We also talked about different document-level measures of text characteristics. One of these is the "complexity" or readability of a text. One of the most frequently used is Flesch's Reading Ease Score (Flesch 1948).

This is computed as:


\item{\code{"Flesch"}:}{Flesch's Reading Ease Score (Flesch 1948).
\deqn{206.835 - (1.015 \times ASL) - (84.6 \times \frac{n_{sy}}{n_{w}})}{
  206.835 - (1.015 * ASL) - (84.6 * (Nsy / Nw))}}
  
We can estimate a readability score for our respective sentences as such. The Flesch score from 1948 is the default. 

```{r}
textstat_readability(sentence1)
textstat_readability(sentence2)
textstat_readability(sentence3)
```

What do we see here? The original Austen opening line is marked lower in readability than our more colloquial alternatives. 

But there are other alternatives measures we might use. You can check these out by clicking through the links of the function `textstat_readability()`. Below I display a few of these. 

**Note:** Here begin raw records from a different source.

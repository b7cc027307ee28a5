//! [`GameSession`]: the per-game lifecycle state machine. Its mutable fields
//! are partitioned across independent mutexes so protocol work and control
//! requests never contend on a single lock.

use std::collections::HashMap;
use std::sync::Arc;
use std::time::Instant;

use gargamel_gc::GcClient;
use gargamel_shared::{GameConfig, GameResult, LobbyMember, ServerRegion, SteamId};
use tokio::sync::{watch, Mutex, RwLock};
use tokio::task::JoinHandle;

/// `reconnecting`, `lobbyShouldExist` — the reconnect-lock pair.
#[derive(Default, Clone, Copy)]
pub struct ReconnectFields {
    pub reconnecting: bool,
    pub lobby_should_exist: bool,
}

/// `pollingActive`, `pollingDone` — the polling-lock pair.
#[derive(Default, Clone, Copy)]
pub struct PollingFields {
    pub active: bool,
    pub done: bool,
}

/// Scalars used for change detection and one-shot transitions that the
/// named mutex table doesn't call out individually; grouped under one lock
/// since they are always read and mutated together by the protocol driver.
#[derive(Default)]
pub struct ObservedFields {
    pub lobby_id: u64,
    pub last_known_region: Option<ServerRegion>,
    pub last_known_allow_cheats: Option<bool>,
    pub bot_moved_to_unassigned: bool,
    pub game_launched: bool,
    pub game_in_progress: bool,
    pub last_pending_key: Option<u64>,
    pub seating_short_notice_sent: bool,
}

/// The process-level timing knobs a session needs, copied in at
/// construction so lifecycle code never has to reach back through
/// `AppState` for a handful of integers.
#[derive(Clone, Copy)]
pub struct TimingConfig {
    pub keepalive_interval_secs: u64,
    pub invite_delay_secs: u64,
    pub bot_eject_recheck_secs: u64,
    pub reconnect_delay_secs: u64,
    pub gc_bootstrap_wait_secs: u64,
}

impl From<&crate::config::Config> for TimingConfig {
    fn from(cfg: &crate::config::Config) -> Self {
        TimingConfig {
            keepalive_interval_secs: cfg.keepalive_interval_secs,
            invite_delay_secs: cfg.invite_delay_secs,
            bot_eject_recheck_secs: cfg.bot_eject_recheck_secs,
            reconnect_delay_secs: cfg.reconnect_delay_secs,
            gc_bootstrap_wait_secs: cfg.gc_bootstrap_wait_secs,
        }
    }
}

impl Default for TimingConfig {
    fn default() -> Self {
        TimingConfig::from(&crate::config::Config::default())
    }
}

pub struct GameSession {
    pub game_id: String,
    pub timing: TimingConfig,
    /// Mutable settings plus immutable identity; config-lock, an extension
    /// of the named partition for the fields the control plane updates.
    pub config: RwLock<GameConfig>,
    pub members: Mutex<HashMap<SteamId, LobbyMember>>,
    pub results: Mutex<HashMap<u64, GameResult>>,
    pub state: Mutex<gargamel_shared::SessionState>,
    pub team_check: Mutex<Option<Instant>>,
    pub reconnect: Mutex<ReconnectFields>,
    pub keepalive_running: Mutex<bool>,
    pub polling: Mutex<PollingFields>,
    pub invites_sent: Mutex<bool>,
    pub observed: Mutex<ObservedFields>,
    pub gc: Arc<dyn GcClient>,
    pub http_client: reqwest::Client,
    pub cancel_tx: watch::Sender<bool>,
    pub driver_handle: Mutex<Option<JoinHandle<()>>>,
    /// Set once by the control handler right after registering the session,
    /// so `teardown` can deregister itself without the registry having to
    /// track teardown state on the session's behalf.
    pub registry: Mutex<Option<Arc<crate::registry::GameRegistry>>>,
    /// Guards `teardown` so a second call (explicit delete racing a result
    /// POST, or shutdown racing both) is a no-op.
    pub torn_down: Mutex<bool>,
}

impl GameSession {
    pub fn new(
        config: GameConfig,
        gc: Arc<dyn GcClient>,
        http_client: reqwest::Client,
        timing: TimingConfig,
    ) -> Arc<Self> {
        let (cancel_tx, _rx) = watch::channel(false);
        Arc::new(Self {
            game_id: config.game_id.clone(),
            timing,
            config: RwLock::new(config),
            members: Mutex::new(HashMap::new()),
            results: Mutex::new(HashMap::new()),
            state: Mutex::new(gargamel_shared::SessionState::Creating),
            team_check: Mutex::new(None),
            reconnect: Mutex::new(ReconnectFields::default()),
            keepalive_running: Mutex::new(false),
            polling: Mutex::new(PollingFields::default()),
            invites_sent: Mutex::new(false),
            observed: Mutex::new(ObservedFields::default()),
            gc,
            http_client,
            cancel_tx,
            driver_handle: Mutex::new(None),
            registry: Mutex::new(None),
            torn_down: Mutex::new(false),
        })
    }

    pub async fn attach_registry(&self, registry: Arc<crate::registry::GameRegistry>) {
        *self.registry.lock().await = Some(registry);
    }

    pub fn is_cancelled(&self) -> bool {
        *self.cancel_tx.borrow()
    }

    pub fn cancel_receiver(&self) -> watch::Receiver<bool> {
        self.cancel_tx.subscribe()
    }

    /// Invariant 4: `state` never moves backwards out of `postgame`,
    /// `completed`, or `error` — except the forward moves into `completed`
    /// or `error` themselves, which `try_complete_result` and `force_error`
    /// rely on.
    pub async fn set_state(&self, new_state: gargamel_shared::SessionState) {
        let mut state = self.state.lock().await;
        if !state.allows_transition_to(&new_state) {
            return;
        }
        *state = new_state;
    }

    pub async fn force_error(&self, message: impl Into<String>) {
        let mut state = self.state.lock().await;
        *state = gargamel_shared::SessionState::Error {
            message: message.into(),
        };
    }

    pub async fn status(&self) -> gargamel_shared::GameStatus {
        let cfg = self.config.read().await;
        let state = self.state.lock().await;
        let polling = self.polling.lock().await;
        let observed = self.observed.lock().await;

        // Configured rosters, not the GC-observed seating: the latter lags
        // a `swap`/replace by up to one snapshot poll, and callers that just
        // issued one expect the status to already reflect it.
        let radiant_team = cfg.radiant_roster.clone();
        let dire_team = cfg.dire_roster.clone();

        let error = match &*state {
            gargamel_shared::SessionState::Error { message } => Some(message.clone()),
            _ => None,
        };

        gargamel_shared::GameStatus {
            game_id: self.game_id.clone(),
            state: state.label().to_string(),
            lobby_id: observed.lobby_id,
            game_mode: cfg.game_mode,
            server_region: cfg.server_region,
            allow_cheats: cfg.allow_cheats,
            radiant_count: radiant_team.len(),
            dire_count: dire_team.len(),
            radiant_team,
            dire_team,
            polling_active: polling.active,
            polling_done: polling.done,
            pass_key: cfg.pass_key.clone(),
            error,
        }
    }
}

#[cfg(test)]
pub mod test_support {
    use super::*;
    use gargamel_gc::FakeGcClient;
    use gargamel_shared::Credentials;

    pub fn test_config(game_id: &str) -> GameConfig {
        GameConfig {
            game_id: game_id.to_string(),
            credentials: Credentials {
                username: "bot".into(),
                password: "secret".into(),
            },
            radiant_roster: vec![1, 2],
            dire_roster: vec![3, 4],
            result_callback_url: "http://localhost/result".into(),
            poll_callback_url: None,
            server_region: ServerRegion::default(),
            game_mode: Default::default(),
            allow_cheats: false,
            game_name: GameConfig::default_game_name(game_id),
            pass_key: String::new(),
            debug_steam_id: None,
        }
    }

    pub fn test_session(game_id: &str) -> Arc<GameSession> {
        let (client, _tx, _rx) = FakeGcClient::new(999);
        GameSession::new(
            test_config(game_id),
            client,
            reqwest::Client::new(),
            TimingConfig::default(),
        )
    }
}
//! The `CreateLobby`/`SetLobbyDetails` parameter tuple.

use gargamel_shared::{GameConfig, GameMode, ServerRegion};
use serde::{Deserialize, Serialize};

/// Series configuration accepted by `CreateLobby`; opaque, preserved as-is.
pub const SERIES_TYPE_CUSTOM: i32 = 46;

#[derive(Clone, Copy, Debug, PartialEq, Eq, Serialize, Deserialize)]
pub enum CmPick {
    Random,
}

#[derive(Clone, Copy, Debug, PartialEq, Eq, Serialize, Deserialize)]
pub enum PauseSetting {
    Limited,
}

#[derive(Clone, Copy, Debug, PartialEq, Eq, Serialize, Deserialize)]
pub enum SelectionPriorityRule {
    Manual,
}

#[derive(Clone, Copy, Debug, PartialEq, Eq, Serialize, Deserialize)]
pub enum Visibility {
    Public,
}

/// Full configured tuple dispatched via `CreateLobby` and re-dispatched (with
/// `allow_spectating` forced off) via `SetLobbyDetails` whenever
/// `setAllLobbySettings` fires. The GC overwrites on receipt; we never diff
/// this struct against the GC's view before sending it.
#[derive(Clone, Debug, PartialEq, Serialize, Deserialize)]
pub struct LobbyDetails {
    pub game_name: String,
    pub pass_key: String,
    pub server_region: ServerRegion,
    pub game_mode: GameMode,
    pub allow_cheats: bool,
    pub cm_pick: CmPick,
    pub tv_delay_secs: u32,
    pub visibility: Visibility,
    pub pause_setting: PauseSetting,
    pub selection_priority: SelectionPriorityRule,
    pub series_type: i32,
    pub fill_with_bots: bool,
    pub allow_spectating: bool,
    pub all_chat: bool,
    pub lan: bool,
}

impl LobbyDetails {
    /// Parameters for the initial `CreateLobby` dispatch, as the last step
    /// of bootstrap. Crucially carries no lobby-id — the GC assigns one.
    pub fn for_create(cfg: &GameConfig) -> Self {
        Self {
            game_name: cfg.game_name.clone(),
            pass_key: cfg.pass_key.clone(),
            server_region: cfg.server_region,
            game_mode: cfg.game_mode,
            allow_cheats: cfg.allow_cheats,
            cm_pick: CmPick::Random,
            tv_delay_secs: 10,
            visibility: Visibility::Public,
            pause_setting: PauseSetting::Limited,
            selection_priority: SelectionPriorityRule::Manual,
            series_type: SERIES_TYPE_CUSTOM,
            fill_with_bots: false,
            allow_spectating: true,
            all_chat: true,
            lan: false,
        }
    }

    /// Parameters for `SetLobbyDetails` re-application (`setAllLobbySettings`).
    /// Same tuple, but `allow_spectating` is forced off — this asymmetry is
    /// intentional, not a bug.
    pub fn for_reapply(cfg: &GameConfig) -> Self {
        Self {
            allow_spectating: false,
            ..Self::for_create(cfg)
        }
    }
}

One such is the McLaughlin (1969) "Simple Measure of Gobbledygook, which is based on the recurrence of words with 3 syllables or more and is calculated as:


\item{\code{"SMOG"}:}{Simple Measure of Gobbledygook (SMOG) (McLaughlin 1969). \deqn{ 1.043
   \times \sqrt{n_{wsy>=3}} \times \frac{30}{n_{st}} + 3.1291}{1.043 * sqrt(Nwmin3sy
   * 30 / Nst) + 3.1291}

where \eqn{n_{wsy>=3}} = Nwmin3sy = the number of words with 3 syllables or more.
This measure is regression equation D in McLaughlin's original paper.}

We can calculate this for our three sentences as below.

```{r}
textstat_readability(sentence1, measure = "SMOG")
textstat_readability(sentence2, measure = "SMOG")
textstat_readability(sentence3, measure = "SMOG")
```

Here, again, we see that the original Austen sentence has a higher level of complexity (or gobbledygook!).